Scoraggiati dall’uso sempre più capillare di telecamere e impianti di sicurezza in negozi, banche e uffici postali, sembrerebbe che i ladri abbiano deciso di prendere di mira le abitazioni private. Probabilmente a fare la differenza, in un periodo di sfiducia e incertezza verso il futuro, incide anche il fatto che non poche persone siano tornate ad affidare i propri risparmi al vecchio materasso. In estate i cosiddetti atti predatori aumentano ulteriormente: le case si svuotano per le vacanze e, in molti casi, le persone più anziane restano sole in città.
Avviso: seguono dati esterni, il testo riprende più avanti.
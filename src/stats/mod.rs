//! Rolling statistics engine.
//!
//! Computes per-contract mean/std-dev/median/min/max/z-score/percentile
//! over a trailing 30-day window of `funding_history`, with zone-based
//! refresh to bound cost: contracts whose latest rate is more than two
//! standard deviations from the mean (or whose stats are stale past
//! [`ACTIVE_ZONE_STALE_AFTER`]) recompute every 30s; everything else every
//! 2 minutes. Work fans out across contracts on rayon's default pool,
//! since the mean/std-dev/median/z-score/percentile computation per
//! contract is independent and CPU-bound.

use crate::models::ContractStats;
use crate::storage::Storage;
use chrono::{DateTime, Duration as ChronoDuration, Utc};
use rayon::prelude::*;
use rust_decimal::prelude::FromPrimitive;
use rust_decimal::Decimal;
use statrs::statistics::{Data, Distribution, Max, Median, Min, OrderStatistics};
use std::sync::Arc;
use tracing::{debug, info, warn};

/// Rolling window width.
const WINDOW_DAYS: i64 = 30;
/// Active-zone refresh cadence.
const ACTIVE_REFRESH_SECS: i64 = 30;
/// Stable-zone refresh cadence.
const STABLE_REFRESH_SECS: i64 = 120;
/// A contract not refreshed for this long is forced into the active zone
/// regardless of its last z-score, so a cold/stale row can't silently
/// linger at the 2-minute cadence forever.
const ACTIVE_ZONE_STALE_AFTER_SECS: i64 = 300;
/// Minimum data points for a non-null z-score/percentile.
const MIN_DATA_POINTS_FOR_ZSCORE: usize = 3;

#[derive(Debug, Clone, Copy, PartialEq, Eq)]
enum Zone {
    Active,
    Stable,
}

impl Zone {
    fn refresh_interval(self) -> ChronoDuration {
        match self {
            Zone::Active => ChronoDuration::seconds(ACTIVE_REFRESH_SECS),
            Zone::Stable => ChronoDuration::seconds(STABLE_REFRESH_SECS),
        }
    }
}

#[derive(Debug, Clone, Default)]
pub struct RefreshSummary {
    pub considered: usize,
    pub refreshed: usize,
    pub active_zone: usize,
    pub stable_zone: usize,
    pub duration: std::time::Duration,
}

pub struct StatisticsEngine {
    storage: Arc<Storage>,
}

impl StatisticsEngine {
    pub fn new(storage: Arc<Storage>) -> Self {
        Self { storage }
    }

    /// Refresh every contract due for recomputation as of `now`. Target:
    /// full-population refresh in ≤ 1s on the reference fleet — achieved by only recomputing contracts whose zone cadence
    /// has elapsed, fanned out across rayon's default worker pool.
    pub fn refresh_due(&self, now: DateTime<Utc>) -> anyhow::Result<RefreshSummary> {
        let started = std::time::Instant::now();
        let contracts = self.storage.distinct_historical_contracts()?;

        let mut zones = Vec::with_capacity(contracts.len());
        for (exchange, symbol) in &contracts {
            let zone = self.zone_for(exchange, symbol, now)?;
            if let Some(zone) = zone {
                zones.push((exchange.clone(), symbol.clone(), zone));
            }
        }

        let window_start = now - ChronoDuration::days(WINDOW_DAYS);
        let computed: Vec<Option<ContractStats>> = zones
            .par_iter()
            .map(|(exchange, symbol, _zone)| self.compute_one(exchange, symbol, window_start, now))
            .collect();

        let mut refreshed = 0;
        for stats in computed.into_iter().flatten() {
            self.storage.upsert_contract_stats(&stats)?;
            refreshed += 1;
        }

        let active_zone = zones.iter().filter(|(_, _, z)| *z == Zone::Active).count();
        let stable_zone = zones.len() - active_zone;

        let summary = RefreshSummary {
            considered: contracts.len(),
            refreshed,
            active_zone,
            stable_zone,
            duration: started.elapsed(),
        };
        if summary.duration > std::time::Duration::from_secs(1) {
            warn!(?summary.duration, "statistics refresh exceeded 1s target");
        } else {
            debug!(?summary, "statistics refresh complete");
        }
        Ok(summary)
    }

    /// `None` means not due yet; `Some(zone)` means due, tagged with which
    /// cadence governed it (for the summary's zone counts).
    fn zone_for(&self, exchange: &str, symbol: &str, now: DateTime<Utc>) -> anyhow::Result<Option<Zone>> {
        let existing = self.storage.contract_stats(exchange, symbol)?;
        let Some(row) = existing else {
            return Ok(Some(Zone::Active));
        };

        let stale = now - row.last_updated >= ChronoDuration::seconds(ACTIVE_ZONE_STALE_AFTER_SECS);
        let in_active_band = row.current_z_score.map(|z| z.abs() >= 2.0).unwrap_or(true);
        let zone = if in_active_band || stale { Zone::Active } else { Zone::Stable };

        let due = now - row.last_updated >= zone.refresh_interval();
        Ok(if due { Some(zone) } else { None })
    }

    fn compute_one(
        &self,
        exchange: &str,
        symbol: &str,
        window_start: DateTime<Utc>,
        now: DateTime<Utc>,
    ) -> Option<ContractStats> {
        let rates = self.storage.rates_in_window(exchange, symbol, window_start).ok()?;
        if rates.is_empty() {
            return None;
        }
        Some(compute_stats(exchange, symbol, &rates, now))
    }
}

/// Pure computation over a rate series (ascending by time), split out from
/// [`StatisticsEngine`] so it can be unit-tested without a database.
pub fn compute_stats(exchange: &str, symbol: &str, rates: &[Decimal], now: DateTime<Utc>) -> ContractStats {
    let floats: Vec<f64> = rates.iter().filter_map(|d| d.to_string().parse::<f64>().ok()).collect();
    let mut data = Data::new(floats.clone());

    let mean = data.mean().unwrap_or(0.0);
    let std_dev = data.std_dev().unwrap_or(0.0);
    let median = data.median();
    let min = data.min();
    let max = data.max();
    let latest = floats.last().copied().unwrap_or(0.0);
    let n = floats.len();

    let (z, percentile) = if n >= MIN_DATA_POINTS_FOR_ZSCORE && std_dev > 0.0 {
        let z = (latest - mean) / std_dev;
        let rank = floats.iter().filter(|&&x| x <= latest).count();
        let pct = rank as f64 / n as f64 * 100.0;
        (Some(z), Some(pct))
    } else {
        (None, None)
    };

    ContractStats {
        exchange: exchange.to_string(),
        symbol: symbol.to_string(),
        mean: Decimal::from_f64(mean).unwrap_or_default(),
        std_dev: Decimal::from_f64(std_dev).unwrap_or_default(),
        median: Decimal::from_f64(median).unwrap_or_default(),
        min: Decimal::from_f64(min).unwrap_or_default(),
        max: Decimal::from_f64(max).unwrap_or_default(),
        data_points: n as u32,
        current_z_score: z,
        current_percentile: percentile,
        last_updated: now,
    }
}

#[cfg(test)]
mod tests {
    use super::*;
    use rust_decimal_macros::dec;

    fn series(values: &[f64]) -> Vec<Decimal> {
        values.iter().map(|v| Decimal::from_f64(*v).unwrap()).collect()
    }

    #[test]
    fn insufficient_data_points_yields_null_zscore() {
        let stats = compute_stats("binance", "BTCUSDT", &series(&[0.0001, 0.0002]), Utc::now());
        assert_eq!(stats.data_points, 2);
        assert!(stats.current_z_score.is_none());
        assert!(stats.current_percentile.is_none());
    }

    #[test]
    fn zero_std_dev_yields_null_zscore_even_with_enough_points() {
        let stats = compute_stats("binance", "BTCUSDT", &series(&[0.0001, 0.0001, 0.0001, 0.0001]), Utc::now());
        assert_eq!(stats.data_points, 4);
        assert!(stats.current_z_score.is_none());
    }

    #[test]
    fn zscore_matches_manual_formula() {
        let values = [0.0001, 0.0002, -0.0001, 0.0003, 0.0005];
        let stats = compute_stats("binance", "BTCUSDT", &series(&values), Utc::now());
        let mean: f64 = values.iter().sum::<f64>() / values.len() as f64;
        let var = values.iter().map(|v| (v - mean).powi(2)).sum::<f64>() / (values.len() - 1) as f64;
        let std_dev = var.sqrt();
        let expected_z = (values.last().unwrap() - mean) / std_dev;

        let z = stats.current_z_score.unwrap();
        assert!((z - expected_z).abs() < 1e-6, "z={z} expected={expected_z}");
    }

    #[test]
    fn latest_value_ranked_for_percentile() {
        let values = [0.0001, 0.0005, 0.0002, 0.0005];
        let stats = compute_stats("binance", "BTCUSDT", &series(&values), Utc::now());
        // latest = 0.0005, 4 of 4 values <= 0.0005 -> 100th percentile.
        assert_eq!(stats.current_percentile, Some(100.0));
    }
}
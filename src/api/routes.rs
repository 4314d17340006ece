//! Handlers for the stable HTTP contract.
//!
//! Each handler is an `async fn` taking `State`/`Query`/`Path` extractors
//! and returning `Result<Json<T>, ApiError>`, so every failure carries a
//! `{error:{kind,message,detail?}}` envelope instead of an empty body.

use super::errors::{ApiError, ApiResult};
use super::AppState;
use crate::cache::{cache_key, EndpointClass};
use crate::models::compute_apr;
use crate::storage::queries::{GridCell, HistoricalRow, LiveRow, SpreadRow};
use axum::extract::{Path, Query, State};
use axum::http::StatusCode;
use axum::Json;
use chrono::{DateTime, Duration as ChronoDuration, TimeZone, Utc};
use rust_decimal::Decimal;
use serde::{Deserialize, Serialize};
use std::collections::BTreeMap;

#[derive(Debug, Serialize)]
pub struct AssetGridEntry {
    pub exchanges: BTreeMap<String, GridCell>,
}

/// `GET /api/funding-rates-grid`. Cached 5s.
pub async fn funding_rates_grid(State(state): State<AppState>) -> ApiResult<Json<BTreeMap<String, AssetGridEntry>>> {
    let key = cache_key("/api/funding-rates-grid", &[]);
    let ttl = state.config.cache_ttl(EndpointClass::AssetGrid.config_key(), EndpointClass::AssetGrid.default_ttl().as_secs());
    let storage = state.storage.clone();

    let grid: BTreeMap<String, BTreeMap<String, GridCell>> = state
        .cache
        .get_or_fetch(key, ttl, || async move { Ok(storage.asset_grid()?) })
        .await?;

    Ok(Json(
        grid.into_iter().map(|(asset, exchanges)| (asset, AssetGridEntry { exchanges })).collect(),
    ))
}

#[derive(Debug, Deserialize)]
pub struct FundingRatesQuery {
    pub base_asset: Option<String>,
    pub limit: Option<usize>,
}

/// `GET /api/funding-rates?base_asset=&limit=`.
pub async fn funding_rates(
    State(state): State<AppState>,
    Query(q): Query<FundingRatesQuery>,
) -> ApiResult<Json<Vec<LiveRow>>> {
    let key = cache_key(
        "/api/funding-rates",
        &[
            ("base_asset", q.base_asset.as_deref().unwrap_or("")),
            ("limit", &q.limit.map(|l| l.to_string()).unwrap_or_default()),
        ],
    );
    let ttl = state.config.cache_ttl(EndpointClass::AssetGrid.config_key(), EndpointClass::AssetGrid.default_ttl().as_secs());
    let storage = state.storage.clone();
    let base_asset = q.base_asset.clone();
    let limit = q.limit;

    let rows: Vec<LiveRow> = state
        .cache
        .get_or_fetch(key, ttl, || async move { Ok(storage.latest_snapshots(base_asset.as_deref(), limit)?) })
        .await?;
    Ok(Json(rows))
}

#[derive(Debug, Deserialize)]
pub struct DaysQuery {
    pub days: Option<i64>,
}

#[derive(Debug, Serialize)]
pub struct RateAprPair {
    pub rate: Decimal,
    pub apr: Decimal,
}

#[derive(Debug, Serialize)]
pub struct HistoricalByAssetPoint {
    pub timestamp: DateTime<Utc>,
    pub contracts: BTreeMap<String, RateAprPair>,
}

#[derive(Debug, Serialize)]
pub struct HistoricalByAssetResponse {
    pub asset: String,
    pub contracts: Vec<String>,
    pub data: Vec<HistoricalByAssetPoint>,
}

/// `GET /api/historical-funding-by-asset/{asset}?days=`:
/// timestamps are aligned across contracts by bucketing to the shortest
/// common funding interval among the asset's contracts.
pub async fn historical_by_asset(
    State(state): State<AppState>,
    Path(asset): Path<String>,
    Query(q): Query<DaysQuery>,
) -> ApiResult<Json<HistoricalByAssetResponse>> {
    let days = q.days.unwrap_or(30).max(1);
    let key = cache_key("/api/historical-funding-by-asset", &[("asset", &asset), ("days", &days.to_string())]);
    let ttl = state.config.cache_ttl(EndpointClass::Historical.config_key(), EndpointClass::Historical.default_ttl().as_secs());

    let storage = state.storage.clone();
    let asset_for_fetch = asset.clone();
    let response = state
        .cache
        .get_or_fetch(key, ttl, || async move { build_historical_by_asset(&storage, &asset_for_fetch, days) })
        .await?;
    Ok(Json(response))
}

fn build_historical_by_asset(storage: &crate::storage::Storage, asset: &str, days: i64) -> anyhow::Result<HistoricalByAssetResponse> {
    let since = Utc::now() - ChronoDuration::days(days);
    let contracts = storage.contracts_for_asset(asset)?;
    if contracts.is_empty() {
        return Ok(HistoricalByAssetResponse {
            asset: asset.to_string(),
            contracts: Vec::new(),
            data: Vec::new(),
        });
    }

    let shortest_interval_hours = contracts.iter().map(|(_, _, interval)| *interval).min().unwrap_or(8).max(1);
    let bucket_secs = shortest_interval_hours as i64 * 3600;

    let mut contract_keys = Vec::with_capacity(contracts.len());
    let mut per_contract_rows: Vec<(String, Vec<HistoricalRow>)> = Vec::with_capacity(contracts.len());
    for (exchange, symbol, _interval) in &contracts {
        let key = format!("{exchange}:{symbol}");
        let rows = storage.historical_by_contract(exchange, symbol, since, None)?;
        contract_keys.push(key.clone());
        per_contract_rows.push((key, rows));
    }

    let mut buckets: BTreeMap<i64, BTreeMap<String, RateAprPair>> = BTreeMap::new();
    for (key, rows) in &per_contract_rows {
        for row in rows {
            let bucket = row.funding_time.timestamp().div_euclid(bucket_secs);
            buckets.entry(bucket).or_default().insert(
                key.clone(),
                RateAprPair {
                    rate: row.funding_rate,
                    apr: compute_apr(row.funding_rate, row.funding_interval_hours),
                },
            );
        }
    }

    let data = buckets
        .into_iter()
        .map(|(bucket, contracts)| HistoricalByAssetPoint {
            timestamp: Utc.timestamp_opt(bucket * bucket_secs, 0).single().unwrap_or_else(Utc::now),
            contracts,
        })
        .collect();

    Ok(HistoricalByAssetResponse {
        asset: asset.to_string(),
        contracts: contract_keys,
        data,
    })
}

/// `GET /api/historical-funding-by-contract/{exchange}/{symbol}?days=`,
/// newest first.
pub async fn historical_by_contract(
    State(state): State<AppState>,
    Path((exchange, symbol)): Path<(String, String)>,
    Query(q): Query<DaysQuery>,
) -> ApiResult<Json<Vec<HistoricalRow>>> {
    let days = q.days.unwrap_or(30).max(1);
    let since = Utc::now() - ChronoDuration::days(days);
    let key = cache_key(
        "/api/historical-funding-by-contract",
        &[("exchange", &exchange), ("symbol", &symbol), ("days", &days.to_string())],
    );
    let ttl = state.config.cache_ttl(EndpointClass::Historical.config_key(), EndpointClass::Historical.default_ttl().as_secs());
    let storage = state.storage.clone();
    let (exchange_for_fetch, symbol_for_fetch) = (exchange.clone(), symbol.clone());

    let rows: Vec<HistoricalRow> = state
        .cache
        .get_or_fetch(key, ttl, || async move {
            Ok(storage.historical_by_contract(&exchange_for_fetch, &symbol_for_fetch, since, None)?)
        })
        .await?;
    Ok(Json(rows))
}

#[derive(Debug, Serialize)]
pub struct ContractWithZScore {
    #[serde(flatten)]
    pub live: LiveRow,
    pub mean: Option<Decimal>,
    pub std_dev: Option<Decimal>,
    pub current_z_score: Option<f64>,
    pub current_percentile: Option<f64>,
}

/// `GET /api/contracts-with-zscores`: live snapshots joined with the
/// statistics engine's latest rolling computation.
pub async fn contracts_with_zscores(State(state): State<AppState>) -> ApiResult<Json<Vec<ContractWithZScore>>> {
    let key = cache_key("/api/contracts-with-zscores", &[]);
    let ttl = state.config.cache_ttl(EndpointClass::Statistics.config_key(), EndpointClass::Statistics.default_ttl().as_secs());
    let storage = state.storage.clone();

    let joined: Vec<ContractWithZScore> = state
        .cache
        .get_or_fetch(key, ttl, || async move {
            let live = storage.latest_snapshots(None, None)?;
            let stats = storage.all_contract_stats()?;
            let mut by_key = BTreeMap::new();
            for s in stats {
                by_key.insert((s.exchange.clone(), s.symbol.clone()), s);
            }
            let joined = live
                .into_iter()
                .map(|row| {
                    let stats = by_key.get(&(row.exchange.clone(), row.symbol.clone()));
                    ContractWithZScore {
                        mean: stats.map(|s| s.mean),
                        std_dev: stats.map(|s| s.std_dev),
                        current_z_score: stats.and_then(|s| s.current_z_score),
                        current_percentile: stats.and_then(|s| s.current_percentile),
                        live: row,
                    }
                })
                .collect();
            Ok(joined)
        })
        .await?;
    Ok(Json(joined))
}

#[derive(Debug, Deserialize)]
pub struct ArbitrageQuery {
    pub min_apr_spread: Option<f64>,
    pub limit: Option<usize>,
    pub offset: Option<usize>,
}

/// `GET /api/arbitrage/opportunities`, filtered/ranked/paginated.
pub async fn arbitrage_opportunities(
    State(state): State<AppState>,
    Query(q): Query<ArbitrageQuery>,
) -> ApiResult<Json<Vec<SpreadRow>>> {
    let min_apr_spread = q.min_apr_spread.unwrap_or(state.config.arbitrage.min_apr_spread);
    let limit = q.limit.unwrap_or(100);
    let offset = q.offset.unwrap_or(0);

    let key = cache_key(
        "/api/arbitrage/opportunities",
        &[
            ("min_apr_spread", &min_apr_spread.to_string()),
            ("limit", &limit.to_string()),
            ("offset", &offset.to_string()),
        ],
    );
    let ttl = state.config.cache_ttl(EndpointClass::Arbitrage.config_key(), EndpointClass::Arbitrage.default_ttl().as_secs());
    let storage = state.storage.clone();

    let rows: Vec<SpreadRow> = state
        .cache
        .get_or_fetch(key, ttl, || async move { Ok(storage.spreads(min_apr_spread, limit, offset)?) })
        .await?;
    Ok(Json(rows))
}

/// `GET /api/backfill-status`: self-heals a stale `in_progress` document on
/// read.
pub async fn backfill_status(State(state): State<AppState>) -> ApiResult<Json<serde_json::Value>> {
    match state.backfill_status()? {
        Some(status) => Ok(Json(serde_json::to_value(status).map_err(anyhow::Error::from)?)),
        None => Ok(Json(serde_json::json!({ "state": "never_run" }))),
    }
}

/// `POST /api/cache/clear`.
pub async fn clear_cache(State(state): State<AppState>) -> StatusCode {
    state.cache.clear();
    StatusCode::NO_CONTENT
}

#[derive(Debug, Serialize)]
pub struct HealthResponse {
    pub status: &'static str,
    pub storage_ok: bool,
    pub cache_healthy: bool,
}

/// `GET /api/health`: liveness plus a cheap storage dependency probe.
pub async fn health(State(state): State<AppState>) -> Json<HealthResponse> {
    let storage_ok = state.storage.conn().lock().query_row("SELECT 1", [], |_| Ok(())).is_ok();
    Json(HealthResponse {
        status: if storage_ok { "ok" } else { "degraded" },
        storage_ok,
        cache_healthy: state.cache.is_healthy(),
    })
}

#[derive(Debug, Serialize)]
pub struct PerformanceResponse {
    pub counters: crate::metrics::CounterSnapshot,
    pub last_cycle: Option<crate::metrics::LastCycleSnapshot>,
}

/// `GET /api/health/performance`: last cycle metrics.
pub async fn health_performance(State(state): State<AppState>) -> Json<PerformanceResponse> {
    Json(PerformanceResponse {
        counters: state.metrics.counters(&state.cache, &state.registry),
        last_cycle: state.metrics.last_cycle(),
    })
}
Come difendersi, dunque?
Innanzitutto bisogna aumentare il livello di sicurezza passiva: porta blindata, chiave europea, inferriate per chi abita ai piani bassi e un buon impianto di allarme wireless. E’ consigliabile non aprire agli sconosciuti, custodire i propri beni in cassaforte e, nonostante il caldo, evitare di tenere le finestre aperte nelle ore notturne. Anche accorgimenti apparentemente banali come lasciare la luce accesa e non postare foto in tempo reale sui social network, quando si è fuori casa, possono fare la differenza.
In ogni situazione di dubbio o pericolo non bisogna esitare a chiamare le forze dell’ordine.